March 11, 2011; updated April 13 — The co-op / condo board tax revolt in Queens — which began in early February when the New York City Dept. of Finance approved property-value assessments of up to 146 percent, according to a board-group representative — gained momentum this week as the tax commissioner responded with a 50 percent cap. In addition, two state legislators vowed to introduce bills that would treat co-ops and condos like single-family homes, which have a six percent annual cap. More community meetings are planned, including one with the commissioner himself.
The meeting yesterday (March 10) at PS 193 in Whitestone, Queens, organized by the board of the 1,024-unit LeHavre on the Water co-op, attracted a crowd of over 450 despite a torrential rainstorm, estimates Geoffrey Mazel of Hankin & Mazel, attorney for both LeHavre and the Presidents Co-op Council board-member group. Also attending were State Senator Toby Anne Stavisky (D-16th Senate District), Assemblyman Edward C. Braunstein (D-Bayside), and City Councilman Dan Halloran (R-District 19).
"The more you know, the more you want to move to Delaware," Mazel gripes jokingly. "I've been doing this a long time and I've never seen such bad government — the arbitrariness and capriciousness of these decisions. He's just pulling numbers out of a hat," he says of city tax commissioner David M. Frankel, who had been invited 10 days prior but did not attend.
I've never seen such bad
government . . . . He's just
pulling numbers out of a hat.
At issue is the annual assessed property value of what are categorized as Class 2 properties, comprised primarily of rental buildings, condo apartment buildings over three stories high, and cooperative apartment buildings. (Class 1 is comprised of most residential property of up to three units and most condominiums under three stories, plus some miscellanea.) The assessed property value is 45 percent of the city's official estimate of a property's market value, which is unrelated to what a property might or might not sell for in the open market. In this case, "market value" is simply a technical figure used for calculations
"Assessed values citywide went up 6.56 percent" across all classes, confirms Owen Stone, spokesperson for Commissioner Frankel, "and for Class 2 it was 7.98 percent." The 146 percent valuation increase that Bob Friedrich, president of the Presidents Co-op Council, claims was given to the condo complex Cryder Point, "is probably market value," he says. "A 100% assessment increase would mean a 500% market-value increase, which is not very likely."

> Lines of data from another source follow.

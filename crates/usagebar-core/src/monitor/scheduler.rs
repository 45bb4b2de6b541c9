//! Adaptive refresh scheduler.
//!
//! Sleeps for the configured refresh interval, then emits
//! [`CoreEvent::RefreshRequested`], forever. The interval is read from the
//! settings store at the top of every iteration, so a change takes effect
//! once the sleep in progress completes.

use std::sync::Arc;
use std::time::Duration;

use tokio::task::JoinHandle;
use tracing::debug;

use crate::api::{CoreEvent, EventSender};
use crate::config::SettingsStore;

/// Background loop emitting periodic refresh signals
pub struct RefreshScheduler {
    settings: Arc<SettingsStore>,
    event_tx: EventSender,
}

impl RefreshScheduler {
    /// Create a scheduler reading its interval from `settings`
    pub fn new(settings: Arc<SettingsStore>, event_tx: EventSender) -> Self {
        Self { settings, event_tx }
    }

    /// Start the loop in a background task
    ///
    /// There is no cancellation other than aborting the returned handle.
    pub fn start(self) -> JoinHandle<()> {
        tokio::spawn(async move {
            self.run().await;
        })
    }

    /// Run the scheduling loop
    async fn run(self) {
        loop {
            let secs = self.settings.get().refresh_interval_secs;
            debug!(secs, "Next refresh scheduled");

            tokio::time::sleep(Duration::from_secs(secs)).await;

            // No subscribers is not an error: the tick is simply dropped
            let _ = self.event_tx.send(CoreEvent::RefreshRequested);
        }
    }
}
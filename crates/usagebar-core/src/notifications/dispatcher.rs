//! Best-effort delivery of threshold notifications.

use anyhow::Result;
use tracing::warn;

use super::tracker::Notification;

/// OS notification primitive
///
/// Implementations should return quickly (spawn, don't wait). Errors are
/// logged by [`dispatch`] and never retried.
pub trait Notifier: Send + Sync {
    /// Attempt to show a notification
    fn notify(&self, title: &str, body: &str) -> Result<()>;
}

/// Hand every notification to `notifier`, swallowing delivery failures
pub fn dispatch<N: Notifier + ?Sized>(notifier: &N, notifications: &[Notification]) {
    for n in notifications {
        if let Err(e) = notifier.notify(&n.title, &n.body) {
            warn!(key = %n.key, error = %e, "Failed to deliver notification");
        }
    }
}

#[cfg(test)]
mod tests {
    use super::*;
    use parking_lot::Mutex;

    struct FailingNotifier {
        attempts: Mutex<Vec<String>>,
    }

    impl Notifier for FailingNotifier {
        fn notify(&self, title: &str, _body: &str) -> Result<()> {
            self.attempts.lock().push(title.to_string());
            anyhow::bail!("notification center unavailable")
        }
    }

    #[test]
    fn test_dispatch_swallows_failures() {
        let notifier = FailingNotifier {
            attempts: Mutex::new(Vec::new()),
        };
        let notifications = vec![
            Notification {
                key: "Claude_session".to_string(),
                title: "Claude session at 81%".to_string(),
                body: "Resets in 1h 0m".to_string(),
            },
            Notification {
                key: "Claude_weekly_all".to_string(),
                title: "Claude weekly at 90%".to_string(),
                body: "Resets in 40h 0m".to_string(),
            },
        ];

        dispatch(&notifier, &notifications);

        // Every notification is attempted even after a failure
        assert_eq!(notifier.attempts.lock().len(), 2);
    }
}
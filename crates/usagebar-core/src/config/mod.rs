mod settings;
mod store;

pub use settings::{
    is_valid_interval, is_valid_threshold, Settings, ThresholdChoice, NOTIFY_THRESHOLDS,
    REFRESH_INTERVALS, THRESHOLD_OFF,
};
pub use store::{default_data_dir, SettingsError, SettingsStore, SETTINGS_FILE};
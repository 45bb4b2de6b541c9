//! Background activity: the refresh scheduler and the usage poller.

pub mod poller;
pub mod scheduler;

pub use poller::{CycleReport, UsagePoller};
pub use scheduler::RefreshScheduler;
mod app;

pub use app::App;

Independent confirmation is difficult, because while tax records for the 2,904-unit, 134-building cooperative are publicly available online, they are spread across countless tax lots, each with its own valuation. Friedrich, who also heads the co-op and condo board-member group the Presidents Co-op Council, did not immediately return a phone call this afternoon (Friday).
However, Mike Palladino, president of the LeHavre Owners Corporation, and Stanley Greenberg, the LeHavre treasurer and a CPA who specializes in co-op/condo audits, both maintain their co-op was hit with a triple-digit-percentage valuation increase.
"This year was 122 percent," says Greenberg. "In prior years it was maybe around 15 percent, thereabout" for the 1,024-unit, multi-building complex, whose public tax records are also spread across many separate tax lots.
Cap and Class
Adding credence to claims of at least high double digits was Commissioner Frankel's imposition, on Wednesday (March 9), of a 50 percent cap on this year's valuations. "We saw that many properties had very large increases and decided not to have increases of more than 50 percent for all Class 2 properties," says Stone. " We felt it was a reasonable position given the factors available to us." The cap will affect 279 co-ops in Queens, which is 29 to 30 percent of the borough's co-op stock, says Stone.
Even this 50 percent cap is too high, argues State Senator Stavisky, who calls its "a step in the right direction, but it's not satisfactory. It's as though he were giving us half a cup or arsenic instead of a cup of arsenic. Both are lethal."
[Lumped in with rental buildings
as Class 2], co-op owners' property
tax is assessed like they could
get rental income.
Stavisky has responded with a first draft of legislation, currently being reworked, that takes co-ops and condos out of Class 2 and puts them into a new part of Class 1, alongside traditional single-family homes. "Right now we're calling it Class 1a and Class 1b," she says. "Co-ops and condos are more close related to small family homes than they are to rental properties. By moving them to Class 1 we would [automatically] be capping [their annual] assessed valuation, because the cap on Class 1 is six percent."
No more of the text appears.